#### Supplied entries:
┄┄┄┄┄┄

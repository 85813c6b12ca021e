use ratatui::Frame;
use ratatui::layout::{Constraint, Flex, Layout, Rect};
use ratatui::style::{Modifier, Style};
use ratatui::widgets::Block;

use crate::config::{
    BORDER_HALF_BLOCK, BORDER_PORTAL, CELL_COLUMNS, GLYPH_FRUIT, GLYPH_SNAKE_BODY,
    GLYPH_SNAKE_HEAD, GridSize, THEME_CLASSIC, Theme,
};
use crate::game::{EndReport, GameSession};
use crate::grid::{Cell, Position};
use crate::ui::hud::render_hud;
use crate::ui::menu::{render_end_menu, render_start_menu};

/// Popup drawn over the board, if any.
#[derive(Debug, Clone, Eq, PartialEq)]
pub enum Overlay {
    None,
    Start,
    End(EndReport),
}

/// Renders the full game frame from immutable state.
pub fn render(frame: &mut Frame<'_>, session: &GameSession, overlay: &Overlay) {
    let theme = &THEME_CLASSIC;
    let area = frame.area();
    let play_area = render_hud(frame, area, session, theme);
    let board_area = centered_board(play_area, session.bounds());

    let border_style = if session.config().teleport_walls {
        Style::new().fg(theme.portal_fg).bg(theme.play_bg)
    } else {
        Style::new().fg(theme.wall_fg).bg(theme.wall_bg)
    };
    let border_set = if session.config().teleport_walls {
        BORDER_PORTAL
    } else {
        BORDER_HALF_BLOCK
    };
    let block = Block::bordered()
        .border_set(border_set)
        .border_style(border_style)
        .style(Style::new().bg(theme.play_bg));

    let inner = block.inner(board_area);
    frame.render_widget(block, board_area);
    render_cells(frame, inner, session, theme);

    match overlay {
        Overlay::None => {}
        Overlay::Start => render_start_menu(frame, play_area, session.config(), theme),
        Overlay::End(report) => render_end_menu(frame, play_area, report, theme),
    }
}

fn render_cells(frame: &mut Frame<'_>, inner: Rect, session: &GameSession, theme: &Theme) {
    let bounds = session.bounds();
    let buffer = frame.buffer_mut();

    for (position, cell) in session.grid().interior_cells() {
        let (glyph, style) = match cell {
            Cell::Empty => continue,
            Cell::Head => (
                GLYPH_SNAKE_HEAD,
                Style::new()
                    .fg(theme.snake_head)
                    .add_modifier(Modifier::BOLD),
            ),
            Cell::Body => (GLYPH_SNAKE_BODY, Style::new().fg(theme.snake_body)),
            Cell::Fruit => (GLYPH_FRUIT, Style::new().fg(theme.fruit)),
        };

        let Some((x, y)) = logical_to_terminal(inner, bounds, position) else {
            continue;
        };
        buffer.set_string(x, y, glyph, style);
    }
}

/// Outer rectangle of the bordered board, centred in `area`.
fn centered_board(area: Rect, bounds: GridSize) -> Rect {
    let width = bounds.interior_width().saturating_mul(CELL_COLUMNS) + 2;
    let height = bounds.interior_height() + 2;

    let [column] = Layout::horizontal([Constraint::Length(width)])
        .flex(Flex::Center)
        .areas(area);
    let [board] = Layout::vertical([Constraint::Length(height)])
        .flex(Flex::Center)
        .areas(column);

    board
}

/// Maps an interior cell to its terminal origin. Higher `y` is drawn nearer the top.
fn logical_to_terminal(inner: Rect, bounds: GridSize, position: Position) -> Option<(u16, u16)> {
    if !position.is_within_interior(bounds) {
        return None;
    }

    let column = u16::try_from(position.x - 1).ok()?;
    let row = u16::try_from(i32::from(bounds.interior_height()) - position.y).ok()?;

    let x = inner.x.saturating_add(column.saturating_mul(CELL_COLUMNS));
    let y = inner.y.saturating_add(row);
    if x.saturating_add(CELL_COLUMNS) > inner.right() || y >= inner.bottom() {
        return None;
    }

    Some((x, y))
}
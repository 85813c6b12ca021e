use ratatui::Frame;
use ratatui::layout::{Alignment, Constraint, Layout, Rect};
use ratatui::style::Style;
use ratatui::text::{Line, Span};
use ratatui::widgets::Paragraph;
use unicode_width::UnicodeWidthStr;

use crate::config::Theme;
use crate::game::{GameSession, StatusReadout};
use crate::grid::Position;

const HUD_MARGIN_X: u16 = 2;
const SEPARATOR: &str = " │ ";

/// Renders the two-line status readout and returns the play area above it.
#[must_use]
pub fn render_hud(frame: &mut Frame<'_>, area: Rect, session: &GameSession, theme: &Theme) -> Rect {
    let [play_area, readout_area, board_info_area, _bottom_margin] = Layout::vertical([
        Constraint::Min(0),
        Constraint::Length(1),
        Constraint::Length(1),
        Constraint::Length(1),
    ])
    .areas(area);

    let readout_area = inset_horizontal(readout_area, HUD_MARGIN_X);
    let board_info_area = inset_horizontal(board_info_area, HUD_MARGIN_X);

    frame.render_widget(
        Paragraph::new(readout_line(
            session.status_readout(),
            usize::from(readout_area.width),
            theme,
        ))
        .alignment(Alignment::Center),
        readout_area,
    );

    let bounds = session.bounds();
    let walls = if session.config().teleport_walls {
        "teleport"
    } else {
        "solid"
    };
    frame.render_widget(
        Paragraph::new(Line::from(vec![
            Span::styled(
                format!("{}x{}", bounds.width, bounds.height),
                Style::default().fg(theme.hud_value),
            ),
            Span::raw(SEPARATOR),
            Span::raw("Walls: "),
            Span::styled(walls, Style::default().fg(theme.hud_value)),
            Span::raw(SEPARATOR),
            Span::raw("Tick: "),
            Span::styled(
                session.tick_count.to_string(),
                Style::default().fg(theme.hud_value),
            ),
        ]))
        .alignment(Alignment::Center)
        .style(Style::default().fg(theme.hud_label)),
        board_info_area,
    );

    play_area
}

fn inset_horizontal(area: Rect, margin: u16) -> Rect {
    let total_margin = margin.saturating_mul(2);
    Rect {
        x: area.x.saturating_add(margin),
        y: area.y,
        width: area.width.saturating_sub(total_margin),
        height: area.height,
    }
}

fn readout_line(readout: StatusReadout, available_width: usize, theme: &Theme) -> Line<'static> {
    let compact = readout_fields(readout, false)
        .iter()
        .map(|(label, value)| label.width() + 2 + value.width())
        .sum::<usize>()
        + SEPARATOR.width() * 2
        > available_width;

    let label_style = Style::default().fg(theme.hud_label);
    let value_style = Style::default().fg(theme.hud_value);

    let mut spans = Vec::new();
    for (idx, (label, value)) in readout_fields(readout, compact).into_iter().enumerate() {
        if idx > 0 {
            spans.push(Span::styled(SEPARATOR, label_style));
        }
        spans.push(Span::styled(format!("{label}: "), label_style));
        spans.push(Span::styled(value, value_style));
    }

    Line::from(spans)
}

fn readout_fields(readout: StatusReadout, compact: bool) -> [(&'static str, String); 3] {
    let (head_label, length_label, fruit_label) = if compact {
        ("H", "L", "F")
    } else {
        ("Head", "Length", "Fruit")
    };

    [
        (head_label, format_position(Some(readout.head))),
        (length_label, readout.length.to_string()),
        (fruit_label, format_position(readout.fruit)),
    ]
}

fn format_position(position: Option<Position>) -> String {
    match position {
        Some(Position { x, y }) => format!("{x}, {y}"),
        None => "-".to_owned(),
    }
}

┄┄┄┄┄┄

Please give only the count of lines above containing "compact".

4